Background information
- Also known as: Jesse Dupree
- Born: September 22, 1962 (age 63)
- Origin: Kennesaw, Georgia, U.S.
- Genres: Hard rock, Southern rock, glam metal
- Occupations: Singer, musician, songwriter
- Instruments: Vocals, guitar, chainsaw
- Years active: 1987–present
- Labels: Geffen, Mighty Loud
- Member of: Jackyl
- Website: jessedupree.com

= Jesse James Dupree =

American rock musician (born 1962)

Jesse James Dupree (born Jesse Dupree; September 22, 1962) is an American musician. He is the lead singer, rhythm guitarist, chainsaw player, and primary songwriter in the rock band Jackyl, founded in 1991. As a solo performer, he released albums in 2000 and 2008 under the names of Jesse James Dupree and Jesse James Dupree & Dixie Inc., respectively.

==Career==
===Jackyl===
Jesse James Dupree is the lead singer and guitarist of the American southern rock band Jackyl from Kennesaw, Georgia. Formed in 1991, the band signed a recording contract with Geffen Records. In 1992, a self-titled debut album was released and went platinum; the band still tours on the festival circuit, in music venues, and on TruTV's reality television series Full Throttle Saloon.

Dupree's most famous routine involves using a chainsaw as a musical instrument during the song "The Lumberjack" and "The Star Spangled Banner". His collection of customized instruments include an electric guitar with a chainsaw attached and a large customized chainsaw powered by a Dodge Hemi engine.

===Jesse James Dupree===
The 2000 release of Dupree's debut solo project Foot Fetish issued on V2 Records with guitarist John Hayes and bassist Roman Glick (formerly of Brother Cane) brought with it the hard rock/Southern Rock combination expected from Dupree. The single "Mainline", hit #34 on the U.S. Billboard Mainstream Rock Tracks chart.

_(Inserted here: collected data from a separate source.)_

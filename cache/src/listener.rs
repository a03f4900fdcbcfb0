use std::fmt;

use crate::event::EventDetails;

/// Describes the reason an entry was removed from the details cache.
#[derive(Debug, Clone, Copy, PartialEq, Eq)]
pub enum EvictionReason {
  /// The entry was the least recently used while the cache was over capacity.
  Capacity,
  /// The entry was removed through [`EventCache::invalidate`](crate::EventCache::invalidate).
  Invalidated,
}

impl fmt::Display for EvictionReason {
  fn fmt(&self, f: &mut fmt::Formatter<'_>) -> fmt::Result {
    match self {
      EvictionReason::Capacity => write!(f, "evicted due to capacity"),
      EvictionReason::Invalidated => write!(f, "manually invalidated"),
    }
  }
}

/// A listener that can be registered with the cache to receive notifications
/// when entries leave the details cache.
///
/// `on_evict` runs synchronously on the caller's thread, once the write that
/// removed the entry has succeeded and the cache lock is released. Entries
/// dropped by a failed write are not reported.
pub trait EvictionListener: Send + Sync {
  fn on_evict(&self, id: &str, details: &EventDetails, reason: EvictionReason);
}

impl<F> EvictionListener for F
where
  F: Fn(&str, &EventDetails, EvictionReason) + Send + Sync,
{
  fn on_evict(&self, id: &str, details: &EventDetails, reason: EvictionReason) {
    self(id, details, reason)
  }
}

===Jesse James Dupree & Dixie Inc.===
2008 brought the release of Rev It Up and Go-Go, an album by Jesse James Dupree & Dixie Inc. Three music videos were released in promotion of the new CD: "Money Lovin' & Speed", "The Party" and "Bite".

In September 2001, Dupree performed and recorded a cover of AC/DC's "Highway to Hell" for the ECW Music CD Anarchy Rocks Extreme Music Volume 2 released on V2 Records.

===Television===

- Full Throttle Saloon
After performing with Jackyl at Full Throttle Saloon in Sturgis, South Dakota, Dupree formed a partnership with Full Throttle Saloon owner, Michael Ballard, and the duo created a reality show, covering the operations of the largest biker bar in the United States.

Dupree and Ballard appear on the show (as themselves), along with several other characters each season. Dupree was the entertainment director and executive producer of the series. He is not and never was part owner. He also performs live with his band Jackyl, and performed his own stunts on the show. Full Throttle Saloon aired its first season on TruTV in 2009, though not officially confirmed, a reboot of the show is a possibility.

The saloon was destroyed by fire on September 8th, 2015.

The new Full Throttle opened for the first time Rally 1016

===Business interests===
Dupree started Mighty Loud Entertainment, a record label and artist management company. Through Mighty Loud, Dupree is the General Manager of Kiefer Sutherland's label Ironworks and also runs an imprint label as part of the Universal Music system. Mighty Loud Entertainment manages artists such as Nigel Dupree Band, Jackyl, Wayland, and Babi Mac.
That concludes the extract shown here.